The disease, known as VLCADD, afflicts about one in 40,000 people but is part of a class of diseases that affect four times that number, making it one of the more common of the rare genetic diseases that U.S. doctors now universally test for in newborns.
If untreated, the disease can cause heart failure and low blood sugar—two life-threatening conditions. When coupled with a modified diet, a recently approved drug can manage those symptoms, but patients still experience rhabdomyolysis—muscle breakdown—indicating that the disease acts through another pathway.
Jerry Vockley, a rare-disease expert at UPMC Children’s Hospital of Pittsburgh, found a successful treatment for those two deadly symptoms of the disease, but painful episodes of muscle breakdown that land victims in intensive care persisted.
Now, Vockley and his colleagues report in the journal Clinical & Translational Immunology that they’ve discovered why the muscle breakdown occurs and have a good lead on a treatment.
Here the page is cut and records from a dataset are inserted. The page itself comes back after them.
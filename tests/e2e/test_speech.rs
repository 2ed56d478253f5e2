use crate::e2e::helpers;

use helpers::provider_mocks::{audio_bytes, mount_audio, mount_failure_after, mount_slow_audio};
use helpers::TestContext;
use hyper::StatusCode;
use pretty_assertions::assert_eq;
use serde_json::{json, Value};
use std::time::Duration;
use test_context::test_context;

/// Three sentences that never fit two to a chunk at the test chunk size
const THREE_CHUNK_TEXT: &str =
    "The first sentence is here. The second sentence is here. The third sentence is here.";

fn progress_values(events: &[pdf_reader_backend::domain::speech::ProgressEvent]) -> Vec<u8> {
    events.iter().map(|event| event.progress).collect()
}

#[test_context(TestContext)]
#[tokio::test]
async fn it_should_stream_progress_then_audio(ctx: &TestContext) {
    mount_audio(&ctx.provider, audio_bytes(10)).await;

    let response = ctx
        .client
        .synthesize(&json!({
            "text": THREE_CHUNK_TEXT,
            "voiceId": "s3://voices/narrator.json",
            "speed": 1.0,
            "temperature": 0.9,
            "pageNumber": 1
        }))
        .await
        .unwrap();

    response.assert_status(StatusCode::OK);
    assert!(response
        .header("content-type")
        .is_some_and(|value| value.starts_with("text/event-stream")));

    let events = response.events();
    assert_eq!(progress_values(&events), vec![0, 33, 66, 99, 100]);

    let terminal = events.last().unwrap();
    assert!(terminal.error.is_none());
    assert_eq!(terminal.decode_audio().unwrap().unwrap().len(), 30);
    let audio_id = terminal.audio_id.as_ref().unwrap();
    assert_eq!(audio_id.len(), 64);
    assert!(terminal.duration.is_some());

    assert_eq!(ctx.provider_calls().await, 3);
}

#[test_context(TestContext)]
#[tokio::test]
async fn it_should_tag_the_progress_stream_with_caller_request_id(ctx: &TestContext) {
    mount_audio(&ctx.provider, audio_bytes(10)).await;

    let response = ctx
        .client
        .synthesize_with_request_id(
            &json!({ "text": "Short page.", "voiceId": "narrator" }),
            Some("page-7"),
        )
        .await
        .unwrap();

    response.assert_status(StatusCode::OK);
    response.assert_header("x-request-id", "page-7");
    assert_eq!(progress_values(&response.events()), vec![0, 99, 100]);
}

#[test_context(TestContext)]
#[tokio::test]
async fn it_should_send_chunks_to_provider_in_order(ctx: &TestContext) {
    mount_audio(&ctx.provider, audio_bytes(10)).await;

    ctx.client
        .synthesize(&json!({
            "text": THREE_CHUNK_TEXT,
            "voiceId": "narrator",
            "speed": 1.25
        }))
        .await
        .unwrap()
        .assert_status(StatusCode::OK);

    let requests = ctx.provider.received_requests().await.unwrap();
    let texts: Vec<String> = requests
        .iter()
        .map(|request| {
            let body: Value = serde_json::from_slice(&request.body).unwrap();
            body["text"].as_str().unwrap().to_string()
        })
        .collect();
    assert_eq!(
        texts,
        vec![
            "The first sentence is here.",
            "The second sentence is here.",
            "The third sentence is here."
        ]
    );

    let first = &requests[0];
    assert_eq!(
        first.headers.get("authorization").and_then(|v| v.to_str().ok()),
        Some("Bearer test-api-key")
    );
    assert_eq!(
        first.headers.get("x-user-id").and_then(|v| v.to_str().ok()),
        Some("test-user-id")
    );

    let body: Value = serde_json::from_slice(&first.body).unwrap();
    assert_eq!(body["voice"], "narrator");
    assert_eq!(body["model"], "PlayDialog");
    assert_eq!(body["outputFormat"], "mp3");
    assert_eq!(body["sampleRate"], 24000);
    assert_eq!(body["speed"], 1.25);
    assert_eq!(body["language"], "english");
}

#[test_context(TestContext)]
#[tokio::test]
async fn it_should_stop_on_first_provider_failure(ctx: &TestContext) {
    mount_failure_after(&ctx.provider, 1, audio_bytes(10), "Voice quota exhausted").await;

    let response = ctx
        .client
        .synthesize(&json!({
            "text": THREE_CHUNK_TEXT,
            "voiceId": "narrator"
        }))
        .await
        .unwrap();

    response.assert_status(StatusCode::OK);

    let events = response.events();
    assert_eq!(progress_values(&events), vec![0, 33, 100]);

    let terminal = events.last().unwrap();
    assert!(terminal.audio.is_none());
    assert!(terminal
        .error
        .as_ref()
        .is_some_and(|error| error.contains("Voice quota exhausted")));

    // the third chunk is never sent
    assert_eq!(ctx.provider_calls().await, 2);
}

#[test_context(TestContext)]
#[tokio::test]
async fn it_should_stop_calling_provider_when_client_disconnects(ctx: &TestContext) {
    mount_slow_audio(&ctx.provider, audio_bytes(10), Duration::from_millis(250)).await;

    // six sentences, one chunk each
    let text = (1..=6)
        .map(|n| format!("Sentence number {} is right here.", n))
        .collect::<Vec<_>>()
        .join(" ");

    let socket = ctx
        .client
        .open_synthesis_stream(&json!({ "text": text, "voiceId": "narrator" }))
        .await
        .unwrap();
    drop(socket);

    // long enough for all six calls had the synthesis kept going
    tokio::time::sleep(Duration::from_secs(2)).await;

    let calls = ctx.provider_calls().await;
    assert!(calls <= 2, "provider called {} times after disconnect", calls);
}

#[test_context(TestContext)]
#[tokio::test]
async fn it_should_not_cache_failed_synthesis(ctx: &TestContext) {
    mount_failure_after(&ctx.provider, 1, audio_bytes(10), "Voice quota exhausted").await;
    let request = json!({ "text": THREE_CHUNK_TEXT, "voiceId": "narrator" });

    ctx.client.synthesize(&request).await.unwrap();
    let events = ctx.client.synthesize(&request).await.unwrap().events();

    assert!(events.last().unwrap().error.is_some());
    assert_eq!(ctx.provider_calls().await, 3);
}

#[test_context(TestContext)]
#[tokio::test]
async fn it_should_replay_cached_audio_without_provider_calls(ctx: &TestContext) {
    mount_audio(&ctx.provider, audio_bytes(10)).await;
    let request = json!({ "text": THREE_CHUNK_TEXT, "voiceId": "narrator" });

    let first = ctx.client.synthesize(&request).await.unwrap().events();
    let second = ctx.client.synthesize(&request).await.unwrap().events();

    assert_eq!(ctx.provider_calls().await, 3);
    assert_eq!(progress_values(&second), vec![0, 33, 66, 99, 100]);
    assert_eq!(first.last().unwrap().audio, second.last().unwrap().audio);
    assert_eq!(first.last().unwrap().audio_id, second.last().unwrap().audio_id);
}

#[test_context(TestContext)]
#[tokio::test]
async fn it_should_synthesize_again_when_voice_changes(ctx: &TestContext) {
    mount_audio(&ctx.provider, audio_bytes(10)).await;

    let alice = ctx
        .client
        .synthesize(&json!({ "text": "Short page.", "voiceId": "alice" }))
        .await
        .unwrap()
        .events();
    let bob = ctx
        .client
        .synthesize(&json!({ "text": "Short page.", "voiceId": "bob" }))
        .await
        .unwrap()
        .events();

    assert_eq!(ctx.provider_calls().await, 2);
    assert_ne!(alice.last().unwrap().audio_id, bob.last().unwrap().audio_id);
}

#[test_context(TestContext)]
#[tokio::test]
async fn it_should_reject_out_of_range_speed_with_one_error_frame(ctx: &TestContext) {
    mount_audio(&ctx.provider, audio_bytes(10)).await;

    let response = ctx
        .client
        .synthesize(&json!({
            "text": "Hello there.",
            "voiceId": "narrator",
            "speed": 5.0
        }))
        .await
        .unwrap();

    response.assert_status(StatusCode::OK);

    let events = response.events();
    assert_eq!(events.len(), 1);
    assert_eq!(events[0].progress, 100);
    assert!(events[0]
        .error
        .as_ref()
        .is_some_and(|error| error.contains("Speed must be between")));
    assert_eq!(ctx.provider_calls().await, 0);
}

#[test_context(TestContext)]
#[tokio::test]
async fn it_should_reject_text_that_cleans_to_nothing(ctx: &TestContext) {
    mount_audio(&ctx.provider, audio_bytes(10)).await;

    for text in ["   ", "https://example.com/paper.pdf"] {
        let events = ctx
            .client
            .synthesize(&json!({ "text": text, "voiceId": "narrator" }))
            .await
            .unwrap()
            .events();

        assert_eq!(events.len(), 1);
        assert!(events[0].error.is_some());
    }

    assert_eq!(ctx.provider_calls().await, 0);
}

#[test_context(TestContext)]
#[tokio::test]
async fn it_should_reject_malformed_json(ctx: &TestContext) {
    let response = ctx
        .client
        .synthesize(&json!({ "voiceId": "narrator" }))
        .await
        .unwrap();

    assert_eq!(response.status, StatusCode::UNPROCESSABLE_ENTITY);
    assert_eq!(ctx.provider_calls().await, 0);
}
“These episodes looked a lot like inflammatory muscle disease, but usually that is persistent and doesn’t wax and wane, so it wasn’t a perfect fit,” said senior author Vockley, chief of Genetic and Genomic Medicine and director of the Center for Rare Disease Therapy at UPMC Children’s. “Still, I couldn’t shake the thought that there was some inflammatory link, so we tested patient blood samples. Sure enough, when the episodes were happening, certain inflammatory markers were high, and when the patients were well, they were lower. Knowing this will allow us to try to figure out why this inflammation is happening and prevent it.”
With his hunch that inflammation might be behind the rhabdomyolysis, Vockley consulted with colleagues who specialize in immunology and rheumatology. Their teams tested patient blood samples that Vockley had stored from his previous research and obtained additional samples from new patients.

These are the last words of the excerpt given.